Monday, May 13, 2013

Plants of the World: Every Plant is Native Somewhere

California poppy in California grasslands
California poppy
in California grasslands
Tortuguero National Park, Costa Rica
Tortuguero National Park
Costa Rica
      Every plant is native somewhere! That is a truth that eventually strikes the traveler. For me, it was seeing plants I knew as houseplants  growing up a tree in the rainforest of Costa Rica.  
    Whether the plant is grown as a house plant or raised for its fruit or planted as a shrub to brighten the yard, it has a home range somewhere where it can be found growing naturally. 

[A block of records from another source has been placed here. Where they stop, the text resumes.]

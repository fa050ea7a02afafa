//! Record sink for transitions, messages, events and rejections.

mod sink;
mod stats;
mod storage;
mod types;

pub use sink::{MemoryJournal, RecordSink};
pub use stats::JournalStats;
pub use storage::JournalStorage;
pub use types::{Record, TransitionRecord};
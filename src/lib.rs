pub mod acl;
pub mod agent;
pub mod config;
pub mod conversation;
pub mod error;
pub mod event;
pub mod fsm;
pub mod journal;
pub mod simulation;

pub use error::{Error, Result};
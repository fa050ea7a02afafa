//! Conversation lifecycle tracking for request/inform exchanges.
//!
//! Driven by ACL messages, not sensor events. Timeouts are the caller's
//! concern: it decides when an exchange is stale and calls
//! [`ConversationRegistry::cancel`].

mod registry;
mod types;

pub use registry::ConversationRegistry;
pub use types::{Conversation, ConversationState};
use disaster_response::{
    Error,
    acl::{DEFAULT_ONTOLOGY, Performative},
    agent::{
        AgentKind, AgentState, Behaviors, FieldState, MedicalState, RescueState,
        field::{ASSIST_ACTION, RETURN_ACTION},
    },
    conversation::ConversationState,
    event::{EventKind, Location, SensorReport},
    journal::{Record, RecordSink},
    simulation::{AssignmentStatus, Coordinator, Simulation},
};
use pretty_assertions::assert_eq;
use std::sync::Arc;

mod common;
use common::*;

#[tokio::test]
async fn test_collapse_report_sends_rescue_responding() {
    let (mut simulation, journal) = create_response_team();

    let events = simulation.ingest(&collapse_report()).await.unwrap();
    assert_eq!(events.len(), 1);
    assert_eq!(events[0].kind(), EventKind::StructuralCollapse);
    assert_eq!(events[0].severity(), 0.9);

    simulation.tick().await.unwrap();
    let rescue = simulation.agent(RESCUE).unwrap();
    assert_eq!(rescue.state(), AgentState::Rescue(RescueState::Responding));
    assert_eq!(rescue.context().mission.as_ref().unwrap().victims, 5);
    assert_eq!(
        simulation.agent(MEDIC).unwrap().state(),
        AgentState::Medical(MedicalState::Idle)
    );

    let records = journal.records().unwrap();
    assert!(matches!(records[0], Record::Event { .. }));
    let transitions = records_of_kind(&records, "transition");
    assert_eq!(transitions.len(), 1);
    assert_eq!(
        transitions[0].to_string(),
        "[08:01:00] TRANSITION RESCUE-001: IDLE -> RESPONDING (event structural-collapse [STRUCT-07:structural-collapse])"
    );
}

#[tokio::test]
async fn test_rescue_hand_off_dispatches_medical() {
    let (mut simulation, journal) = create_response_team();
    simulation.ingest(&collapse_report()).await.unwrap();

    let ticks = simulation.run(100).await.unwrap();
    assert!(simulation.is_settled());
    assert!(ticks.len() < 100);

    let rescue = simulation.agent(RESCUE).unwrap();
    assert_eq!(rescue.state(), AgentState::Rescue(RescueState::Completed));
    assert_eq!(rescue.context().rescued_total, 5);
    assert_eq!(rescue.completed_goals().len(), 3);

    let medic = simulation.agent(MEDIC).unwrap();
    assert_eq!(medic.state(), AgentState::Medical(MedicalState::Completed));
    assert_eq!(medic.context().patients_treated, 5);
    // Severity 0.9 costs a high-severity treatment.
    assert_eq!(medic.context().supplies, 75);
    assert_eq!(medic.context().position, medic.context().base);

    let records = journal.records().unwrap();
    let events: Vec<_> = records
        .iter()
        .filter_map(|r| match r {
            Record::Event { event, .. } => Some(event.kind()),
            _ => None,
        })
        .collect();
    assert_eq!(events, vec![EventKind::StructuralCollapse, EventKind::MedicalEmergency]);
}

#[tokio::test]
async fn test_coordinator_dispatch_completes_conversation() {
    let (mut simulation, journal) = create_field_team(30);

    assert_eq!(simulation.dispatch(&investigate(2.0, 1.0)).await.unwrap(), 1);
    let ticks = simulation.run(20).await.unwrap();
    assert_eq!(ticks.len(), 6);

    let field = simulation.agent(FIELD).unwrap();
    assert_eq!(field.state(), AgentState::Field(FieldState::Completed));
    let goals: Vec<_> = field.completed_goals().iter().map(|g| g.id.as_str()).collect();
    assert_eq!(goals, vec!["reach_site", "investigate_site", "report_findings"]);

    let conversation = simulation.conversations().get(&"COORD-001-0001".into()).unwrap();
    assert_eq!(
        conversation.trail(),
        &[
            ConversationState::Initiated,
            ConversationState::Agreed,
            ConversationState::Informed,
            ConversationState::Confirmed,
            ConversationState::Closed,
        ]
    );

    let coordinator = simulation.coordinator().unwrap();
    assert!(coordinator.assignment(FIELD).is_none());
    assert_eq!(coordinator.completed_missions()[0].status, AssignmentStatus::Reported);
    assert_eq!(coordinator.discoveries().len(), 1);

    let performatives: Vec<_> = journal
        .records()
        .unwrap()
        .iter()
        .filter_map(|r| match r {
            Record::Message(m) => Some(m.performative),
            _ => None,
        })
        .collect();
    assert_eq!(
        performatives,
        vec![
            Performative::Request,
            Performative::Agree,
            Performative::Inform,
            Performative::Confirm
        ]
    );
}

#[tokio::test]
async fn test_transition_is_journaled_before_its_message() {
    let (mut simulation, journal) = create_field_team(30);
    simulation.dispatch(&investigate(2.0, 1.0)).await.unwrap();
    simulation.tick().await.unwrap();

    let kinds: Vec<_> = journal
        .records()
        .unwrap()
        .iter()
        .map(|r| r.kind())
        .collect();
    assert_eq!(kinds, vec!["message", "transition", "message"]);
}

#[tokio::test]
async fn test_status_query_does_not_advance() {
    let (mut simulation, _journal) = create_field_team(30);
    simulation.dispatch(&investigate(5.0, 0.0)).await.unwrap();
    simulation.tick().await.unwrap();

    assert!(simulation.query_status(FIELD).await.unwrap());
    simulation.tick().await.unwrap();

    let id = "COORD-001-0001".into();
    assert_eq!(simulation.conversations().state(&id), Some(ConversationState::Agreed));
    let assignment = simulation.coordinator().unwrap().assignment(FIELD).unwrap();
    assert_eq!(assignment.status, AssignmentStatus::Agreed);
    assert_eq!(assignment.last_status.as_deref(), Some("TRAVELING"));

    simulation.run(20).await.unwrap();
    assert_eq!(simulation.conversations().state(&id), Some(ConversationState::Closed));
    assert_eq!(
        simulation.agent(FIELD).unwrap().state(),
        AgentState::Field(FieldState::Completed)
    );
}

#[tokio::test]
async fn test_busy_agent_refuses_second_request() {
    let (mut simulation, journal) = create_field_team(30);
    simulation.dispatch(&investigate(5.0, 5.0)).await.unwrap();
    simulation.tick().await.unwrap();

    // Bypass the coordinator's own bookkeeping and ask again directly.
    let second = message(Performative::Request, COORD, FIELD, "MANUAL-1")
        .at(simulation.clock().now());
    assert!(simulation.post(second).await.unwrap());
    simulation.tick().await.unwrap();

    assert_eq!(
        simulation.conversations().state(&"MANUAL-1".into()),
        Some(ConversationState::Closed)
    );
    assert_eq!(
        simulation.agent(FIELD).unwrap().state(),
        AgentState::Field(FieldState::Traveling)
    );
    let closed = records_of_kind(&journal.records().unwrap(), "conversation_closed");
    assert_eq!(closed.len(), 1);
    assert_eq!(closed[0].subject(), "MANUAL-1");
}

#[tokio::test]
async fn test_confirm_while_initiated_is_journaled_rejection() {
    let (mut simulation, journal) = create_field_team(30);
    simulation.dispatch(&investigate(5.0, 5.0)).await.unwrap();

    let confirm = message(Performative::Confirm, COORD, FIELD, "COORD-001-0001");
    assert!(!simulation.post(confirm).await.unwrap());

    let id = "COORD-001-0001".into();
    assert_eq!(simulation.conversations().state(&id), Some(ConversationState::Initiated));
    let rejections = records_of_kind(&journal.records().unwrap(), "rejection");
    assert_eq!(rejections.len(), 1);
    assert_eq!(rejections[0].subject(), "COORD-001-0001");
    assert!(rejections[0].to_string().contains("CONFIRM"));
}

#[tokio::test]
async fn test_message_to_unknown_agent_is_rejected() {
    let (mut simulation, journal) = create_field_team(30);
    let request = message(Performative::Request, COORD, "GHOST-9", "C-GHOST");

    assert!(!simulation.post(request).await.unwrap());
    assert!(simulation.conversations().is_empty());
    let rejections = records_of_kind(&journal.records().unwrap(), "rejection");
    assert!(rejections[0].to_string().contains("GHOST-9"));
}

#[tokio::test]
async fn test_stale_conversation_times_out() {
    let (mut simulation, journal) = create_field_team(2);
    simulation.dispatch(&investigate(5.0, 0.0)).await.unwrap();

    let ticks = simulation.run(12).await.unwrap();
    assert_eq!(ticks.iter().map(|t| t.timeouts).sum::<usize>(), 1);
    assert_eq!(ticks[2].timeouts, 1);
    // The close notice is handled on the tick after the timeout.
    assert_eq!(ticks.len(), 4);
    assert!(simulation.is_settled());

    let id = "COORD-001-0001".into();
    assert_eq!(simulation.conversations().state(&id), Some(ConversationState::Closed));
    assert!(simulation.coordinator().unwrap().assignment(FIELD).is_none());

    let records = journal.records().unwrap();
    let closed = records_of_kind(&records, "conversation_closed");
    assert_eq!(closed.len(), 1);
    assert!(closed[0].to_string().ends_with("timeout"));
    assert!(records_of_kind(&records, "rejection").is_empty());

    let field = simulation.agent(FIELD).unwrap();
    assert_eq!(field.state(), AgentState::Field(FieldState::Idle));
    assert!(field.context().mission.is_none());
    let transitions = records_of_kind(&records, "transition");
    assert!(
        transitions
            .last()
            .unwrap()
            .to_string()
            .ends_with("TRAVELING -> IDLE (conversation COORD-001-0001 closed)")
    );
}

#[tokio::test]
async fn test_agent_takes_new_mission_after_timeout() {
    let (mut simulation, _journal) = create_field_team(2);
    simulation.dispatch(&investigate(5.0, 0.0)).await.unwrap();
    simulation.run(12).await.unwrap();

    assert_eq!(simulation.dispatch(&investigate(1.0, 0.0)).await.unwrap(), 1);
    simulation.tick().await.unwrap();

    let id = "COORD-001-0002".into();
    assert_eq!(simulation.conversations().state(&id), Some(ConversationState::Agreed));
    assert_eq!(
        simulation.agent(FIELD).unwrap().state(),
        AgentState::Field(FieldState::Traveling)
    );
    let assignment = simulation.coordinator().unwrap().assignment(FIELD).unwrap();
    assert_eq!(assignment.status, AssignmentStatus::Agreed);
}

#[tokio::test]
async fn test_cancel_returns_agent_to_idle() {
    let (mut simulation, journal) = create_field_team(30);
    simulation.dispatch(&investigate(5.0, 5.0)).await.unwrap();
    simulation.tick().await.unwrap();

    let id = "COORD-001-0001".into();
    assert!(simulation.cancel(&id).await.unwrap());
    assert!(!simulation.cancel(&id).await.unwrap());
    simulation.tick().await.unwrap();

    assert_eq!(
        simulation.agent(FIELD).unwrap().state(),
        AgentState::Field(FieldState::Idle)
    );
    assert!(simulation.is_settled());
    let closed = records_of_kind(&journal.records().unwrap(), "conversation_closed");
    assert_eq!(closed.len(), 1);
    assert!(closed[0].to_string().ends_with("cancelled"));
}

#[tokio::test]
async fn test_completed_agent_is_not_dispatched_again() {
    let (mut simulation, journal) = create_field_team(30);
    assert_eq!(simulation.dispatch(&investigate(2.0, 1.0)).await.unwrap(), 1);
    simulation.run(20).await.unwrap();
    assert_eq!(
        simulation.agent(FIELD).unwrap().state(),
        AgentState::Field(FieldState::Completed)
    );

    assert_eq!(simulation.dispatch(&investigate(1.0, 1.0)).await.unwrap(), 0);
    assert!(simulation.conversations().get(&"COORD-001-0002".into()).is_none());
    assert!(simulation.coordinator().unwrap().is_retired(FIELD));
    assert!(!simulation.recall(FIELD).await.unwrap());
    assert!(simulation.is_settled());

    let records = journal.records().unwrap();
    assert_eq!(records_of_kind(&records, "conversation_closed").len(), 1);
    assert!(records_of_kind(&records, "rejection").is_empty());
}

#[tokio::test]
async fn test_assist_then_recall_frees_agent() {
    let (mut simulation, _journal) = create_field_team(30);
    simulation
        .add_agent("FIELD-002", "Second Scout", AgentKind::Field, Location(3.0, 0.0))
        .unwrap();

    assert!(simulation.assist(FIELD, "FIELD-002").await.unwrap());
    simulation.run(20).await.unwrap();
    let field = simulation.agent(FIELD).unwrap();
    assert_eq!(field.state(), AgentState::Field(FieldState::Idle));
    assert_eq!(field.context().position, Location(3.0, 0.0));
    assert!(simulation.coordinator().unwrap().is_available(FIELD));

    assert!(simulation.recall(FIELD).await.unwrap());
    simulation.run(20).await.unwrap();
    assert!(simulation.is_settled());
    let field = simulation.agent(FIELD).unwrap();
    assert_eq!(field.state(), AgentState::Field(FieldState::Idle));
    assert_eq!(field.context().position, field.context().base);

    for id in ["COORD-001-0001", "COORD-001-0002"] {
        let conversation = simulation.conversations().get(&id.into()).unwrap();
        assert_eq!(
            conversation.trail(),
            &[
                ConversationState::Initiated,
                ConversationState::Agreed,
                ConversationState::Informed,
                ConversationState::Confirmed,
                ConversationState::Closed,
            ]
        );
    }
    let missions: Vec<_> = simulation
        .coordinator()
        .unwrap()
        .completed_missions()
        .iter()
        .map(|a| a.mission_type.as_str())
        .collect();
    assert_eq!(missions, vec![ASSIST_ACTION, RETURN_ACTION]);
}

#[tokio::test]
async fn test_recall_unknown_agent_fails() {
    let (mut simulation, _journal) = create_field_team(30);
    let err = simulation.recall("GHOST-9").await.unwrap_err();
    assert!(matches!(err, Error::AgentNotFound { ref agent_id } if agent_id == "GHOST-9"));
}

#[tokio::test]
async fn test_invalid_report_is_rejected_and_skipped() {
    let (mut simulation, journal) = create_response_team();
    let report = SensorReport::new("SEIS-01", "seismic", (1.0, 1.0));

    let err = simulation.ingest(&report).await.unwrap_err();
    assert!(matches!(err, Error::InvalidReport { ref sensor_id, .. } if sensor_id == "SEIS-01"));

    let records = journal.records().unwrap();
    assert_eq!(records.len(), 1);
    assert_eq!(records[0].subject(), "SEIS-01");
    assert_eq!(simulation.agent(RESCUE).unwrap().pending_len(), 0);
}

#[tokio::test]
async fn test_same_inputs_same_journal() {
    async fn run_once() -> Vec<String> {
        let (mut simulation, journal) = create_response_team();
        simulation
            .set_coordinator(Coordinator::new(COORD, "Command", DEFAULT_ONTOLOGY))
            .unwrap();
        simulation
            .add_agent(FIELD, "Scout", AgentKind::Field, Location(0.0, 0.0))
            .unwrap();
        simulation.ingest(&collapse_report()).await.unwrap();
        simulation.schedule(investigate(3.0, 2.0));
        simulation.run(60).await.unwrap();

        journal
            .records()
            .unwrap()
            .iter()
            .map(|r| r.to_json().unwrap())
            .collect()
    }

    let first = run_once().await;
    assert!(first.len() > 10);
    assert_eq!(first, run_once().await);
}

#[tokio::test]
async fn test_sink_failure_stops_the_tick() {
    let sink = FailingSink::after(1);
    let mut simulation = Simulation::new(
        Behaviors::load().unwrap(),
        &test_settings(30),
        Arc::new(sink.clone()) as Arc<dyn RecordSink>,
    );
    simulation
        .add_agent(RESCUE, "Rescue", AgentKind::Rescue, Location(10.0, 10.0))
        .unwrap();

    simulation.ingest(&collapse_report()).await.unwrap();
    let err = simulation.tick().await.unwrap_err();
    assert!(matches!(err, Error::Internal(_)));
    assert_eq!(sink.accepted().len(), 1);
}
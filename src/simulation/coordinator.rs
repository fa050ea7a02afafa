use crate::{
    acl::{AclMessage, Content, ConversationId, Performative, content},
    agent::field::{ASSIST_ACTION, INVESTIGATE_ACTION, RETURN_ACTION},
    config::MissionOrder,
    event::Location,
};
use chrono::{DateTime, Utc};
use serde::Serialize;
use serde_json::{Value, json};
use std::collections::{BTreeMap, BTreeSet, VecDeque};
use tracing::{debug, info, warn};

#[derive(Debug, Clone, Copy, PartialEq, Eq, Serialize)]
#[serde(rename_all = "snake_case")]
pub enum AssignmentStatus {
    Requested,
    Agreed,
    Reported,
}

/// A field agent's current mission as the coordinator sees it.
#[derive(Debug, Clone, PartialEq, Serialize)]
pub struct Assignment {
    pub conversation_id: ConversationId,
    pub location: Location,
    pub mission_type: String,
    pub status: AssignmentStatus,
    /// Last status the agent reported in answer to a query.
    pub last_status: Option<String>,
}

/// Dispatches field agents and acknowledges their reports.
#[derive(Debug, Clone)]
pub struct Coordinator {
    id: String,
    name: String,
    ontology: String,
    field_agents: Vec<String>,
    active: BTreeMap<String, Assignment>,
    /// Agents whose investigation was confirmed; they never take new work.
    retired: BTreeSet<String>,
    completed: Vec<Assignment>,
    discoveries: Vec<Content>,
    inbox: VecDeque<AclMessage>,
    conversations: u64,
    messages: u64,
}

impl Coordinator {
    pub fn new(
        id: impl Into<String>,
        name: impl Into<String>,
        ontology: impl Into<String>,
    ) -> Self {
        Self {
            id: id.into(),
            name: name.into(),
            ontology: ontology.into(),
            field_agents: Vec::new(),
            active: BTreeMap::new(),
            retired: BTreeSet::new(),
            completed: Vec::new(),
            discoveries: Vec::new(),
            inbox: VecDeque::new(),
            conversations: 0,
            messages: 0,
        }
    }

    pub fn id(&self) -> &str {
        &self.id
    }

    pub fn name(&self) -> &str {
        &self.name
    }

    pub fn register_field_agent(&mut self, agent_id: impl Into<String>) {
        let agent_id = agent_id.into();
        if !self.field_agents.contains(&agent_id) {
            debug!("Coordinator {} registered field agent {}", self.id, agent_id);
            self.field_agents.push(agent_id);
        }
    }

    pub fn field_agents(&self) -> &[String] {
        &self.field_agents
    }

    pub fn assignment(&self, agent_id: &str) -> Option<&Assignment> {
        self.active.get(agent_id)
    }

    pub fn active_missions(&self) -> impl Iterator<Item = (&str, &Assignment)> {
        self.active.iter().map(|(agent, a)| (agent.as_str(), a))
    }

    /// Registered, not on a mission and not retired.
    pub fn is_available(&self, agent_id: &str) -> bool {
        self.field_agents.iter().any(|a| a == agent_id)
            && !self.active.contains_key(agent_id)
            && !self.retired.contains(agent_id)
    }

    pub fn is_retired(&self, agent_id: &str) -> bool {
        self.retired.contains(agent_id)
    }

    pub fn completed_missions(&self) -> &[Assignment] {
        &self.completed
    }

    pub fn discoveries(&self) -> &[Content] {
        &self.discoveries
    }

    pub fn deliver(&mut self, message: AclMessage) {
        self.inbox.push_back(message);
    }

    pub fn take_inbox(&mut self) -> VecDeque<AclMessage> {
        std::mem::take(&mut self.inbox)
    }

    pub fn has_mail(&self) -> bool {
        !self.inbox.is_empty()
    }

    fn next_conversation(&mut self) -> ConversationId {
        self.conversations += 1;
        ConversationId::new(format!("{}-{:04}", self.id, self.conversations))
    }

    fn next_message_id(&mut self) -> String {
        self.messages += 1;
        format!("{}-M{:04}", self.id, self.messages)
    }

    fn stamp(
        &mut self,
        built: crate::Result<AclMessage>,
        now: DateTime<Utc>,
    ) -> Option<AclMessage> {
        match built {
            Ok(message) => {
                let id = self.next_message_id();
                Some(message.with_id(id).at(now))
            }
            Err(e) => {
                warn!("Coordinator {} dropped outgoing message: {}", self.id, e);
                None
            }
        }
    }

    /// Open a REQUEST conversation with one agent and track it as active.
    fn assign(
        &mut self,
        agent_id: &str,
        action: &str,
        parameters: Value,
        location: Location,
        mission_type: &str,
        now: DateTime<Utc>,
    ) -> Option<AclMessage> {
        let conversation = self.next_conversation();
        let built = AclMessage::new(
            Performative::Request,
            self.id.clone(),
            agent_id,
            content(json!({ "action": action, "parameters": parameters })),
            conversation.clone(),
            self.ontology.clone(),
        );
        let request = self.stamp(built, now)?;
        self.active.insert(
            agent_id.to_string(),
            Assignment {
                conversation_id: conversation,
                location,
                mission_type: mission_type.to_string(),
                status: AssignmentStatus::Requested,
                last_status: None,
            },
        );
        Some(request)
    }

    /// REQUEST up to `required_agents` available field agents, in registration order.
    pub fn dispatch(&mut self, order: &MissionOrder, now: DateTime<Utc>) -> Vec<AclMessage> {
        let available: Vec<String> = self
            .field_agents
            .iter()
            .filter(|agent| self.is_available(agent))
            .take(order.required_agents)
            .cloned()
            .collect();
        if available.is_empty() {
            warn!(
                "No available field agents for {} at {} ({} busy, {} retired)",
                order.mission_type,
                order.location,
                self.active.len(),
                self.retired.len()
            );
            return Vec::new();
        }

        let mut requests = Vec::new();
        for agent_id in available {
            let parameters = json!({
                "location": order.location,
                "mission_type": order.mission_type,
                "priority": order.priority,
            });
            let assigned = self.assign(
                &agent_id,
                INVESTIGATE_ACTION,
                parameters,
                order.location,
                &order.mission_type,
                now,
            );
            if let Some(request) = assigned {
                info!(
                    "📡 Coordinator {} dispatched {} to investigate {}",
                    self.id, agent_id, order.location
                );
                requests.push(request);
            }
        }
        requests
    }

    /// REQUEST an available agent to go back to `base`.
    pub fn recall(
        &mut self,
        agent_id: &str,
        base: Location,
        now: DateTime<Utc>,
    ) -> Option<AclMessage> {
        if !self.is_available(agent_id) {
            warn!("Coordinator {} cannot recall {}: not available", self.id, agent_id);
            return None;
        }
        info!("📡 Coordinator {} recalled {} to base", self.id, agent_id);
        let parameters = json!({ "location": base });
        self.assign(agent_id, RETURN_ACTION, parameters, base, RETURN_ACTION, now)
    }

    /// REQUEST an available agent to join `assisted` at `location`.
    pub fn request_assist(
        &mut self,
        agent_id: &str,
        assisted: &str,
        location: Location,
        now: DateTime<Utc>,
    ) -> Option<AclMessage> {
        if !self.is_available(agent_id) {
            warn!("Coordinator {} cannot send {} to assist: not available", self.id, agent_id);
            return None;
        }
        info!(
            "📡 Coordinator {} sent {} to assist {} at {}",
            self.id, agent_id, assisted, location
        );
        let parameters = json!({ "agent_id": assisted, "location": location });
        self.assign(agent_id, ASSIST_ACTION, parameters, location, ASSIST_ACTION, now)
    }

    /// QUERY-IF inside the agent's mission conversation.
    pub fn request_status(&mut self, agent_id: &str, now: DateTime<Utc>) -> Option<AclMessage> {
        let Some(conversation) = self.active.get(agent_id).map(|a| a.conversation_id.clone()) else {
            debug!("No active mission for {}, status query skipped", agent_id);
            return None;
        };
        let built = AclMessage::new(
            Performative::QueryIf,
            self.id.clone(),
            agent_id,
            content(json!({ "query": "mission_status", "agent": agent_id })),
            conversation,
            self.ontology.clone(),
        );
        self.stamp(built, now)
    }

    /// React to one received message; returns replies to send.
    pub fn handle(&mut self, message: &AclMessage, now: DateTime<Utc>) -> Vec<AclMessage> {
        let sender = message.sender.as_str();
        match message.performative {
            Performative::Agree => {
                if let Some(assignment) = self.active.get_mut(sender) {
                    assignment.status = AssignmentStatus::Agreed;
                }
                Vec::new()
            }
            Performative::Refuse => {
                let reason = message.content_str("reason").unwrap_or("no reason given");
                warn!("Agent {} refused request: {}", sender, reason);
                let refused = self
                    .active
                    .get(sender)
                    .is_some_and(|a| a.conversation_id == message.conversation_id);
                if refused {
                    self.active.remove(sender);
                }
                Vec::new()
            }
            Performative::Inform => match message.content_str("type") {
                Some("discovery") => self.acknowledge(message, now),
                Some("mission_complete") => self.release(message, now),
                Some("emergency") => self.acknowledge_emergency(message, now),
                Some("status_update") => {
                    if let Some(assignment) = self.active.get_mut(sender) {
                        assignment.last_status = message.content_str("status").map(str::to_string);
                        debug!("Updated {} status: {:?}", sender, assignment.last_status);
                    }
                    Vec::new()
                }
                other => {
                    debug!("Ignoring INFORM from {} of type {:?}", sender, other);
                    Vec::new()
                }
            },
            other => {
                debug!("Coordinator ignores {} from {}", other, sender);
                Vec::new()
            }
        }
    }

    fn acknowledge(&mut self, report: &AclMessage, now: DateTime<Utc>) -> Vec<AclMessage> {
        let discovery = report.content.get("discovery").cloned().unwrap_or(Value::Null);
        info!(
            "📋 Coordinator {} received discovery from {}: {}",
            self.id, report.sender, discovery
        );
        if report.content_str("severity") == Some("critical") {
            info!("Critical discovery from {}, additional support may be needed", report.sender);
        }
        self.discoveries.push(report.content.clone());

        let built = report.reply(
            Performative::Confirm,
            content(json!({ "acknowledged": true, "discovery": discovery })),
        );
        let Some(confirm) = self.stamp(built, now) else {
            return Vec::new();
        };
        if let Some(mut assignment) = self.active.remove(&report.sender) {
            assignment.status = AssignmentStatus::Reported;
            self.completed.push(assignment);
        }
        // A confirmed investigation leaves the agent in its terminal state.
        self.retired.insert(report.sender.clone());
        vec![confirm]
    }

    /// A finished errand frees the agent for the next dispatch.
    fn release(&mut self, report: &AclMessage, now: DateTime<Utc>) -> Vec<AclMessage> {
        let result = report.content_str("result").unwrap_or("no result given");
        info!("🏁 Agent {} completed mission: {}", report.sender, result);

        let built = report.reply(Performative::Confirm, content(json!({ "acknowledged": true })));
        let Some(confirm) = self.stamp(built, now) else {
            return Vec::new();
        };
        let finished = self
            .active
            .get(&report.sender)
            .is_some_and(|a| a.conversation_id == report.conversation_id);
        if finished {
            if let Some(mut assignment) = self.active.remove(&report.sender) {
                assignment.status = AssignmentStatus::Reported;
                self.completed.push(assignment);
            }
        }
        if self.active.is_empty() {
            info!("All missions of coordinator {} completed", self.id);
        }
        vec![confirm]
    }

    fn acknowledge_emergency(
        &mut self,
        report: &AclMessage,
        now: DateTime<Utc>,
    ) -> Vec<AclMessage> {
        let emergency = report.content.get("emergency").cloned().unwrap_or(Value::Null);
        warn!("🚨 EMERGENCY reported by {}: {}", report.sender, emergency);
        let built = report.reply(
            Performative::Confirm,
            content(json!({ "emergency_acknowledged": true, "support_dispatched": true })),
        );
        self.stamp(built, now).into_iter().collect()
    }

    /// Drop the assignment bound to a conversation that was closed elsewhere.
    pub fn forget(&mut self, conversation_id: &ConversationId) {
        self.active.retain(|agent, assignment| {
            let keep = &assignment.conversation_id != conversation_id;
            if !keep {
                info!("Coordinator released {} after {} closed", agent, conversation_id);
            }
            keep
        });
    }
}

     (There are a few domesticated plants whose the wild relative has gone extinct, but those are exceptional cases and today I want to talk about the vast majority of the world's 330,000 species of plants.) 

     Where plants are native they don't need human help to grow and reproduce. There, they can be found growing in odd locations--along a fence, on an eroding slope--because they got there by themselves. 

    Do you know the homelands of the plants around you?







Coreopsis in the prairie
Coreopsis in the prairie 
Coreopsis in Iowa prairie
Coreopsis in Iowa prairie



 I grow coreopsis (Coreopsis spp., Asteraceae, sunflower family) from seeds I buy, but here it is, at home in a prairie in Iowa.


Saguaro in Arizona
Saguaro in Arizona
Saguaro in Arizona
Saguaro in Arizona
                                                                 


     Even if you’ve seen giant saguaro cacti (Carnegiea gigantea, cactus family, Cactaceae) in the western movies, they are awe-inspiring in their homeland. On a visit the American Southwest, to walk up to a saguaro where it towers above and realize that it belongs there is amazing. This strange form is alive and self-sustaining. It sprouts, reproduces and dies, leaving offspring that fit that environment equally well and has done so for millennia. 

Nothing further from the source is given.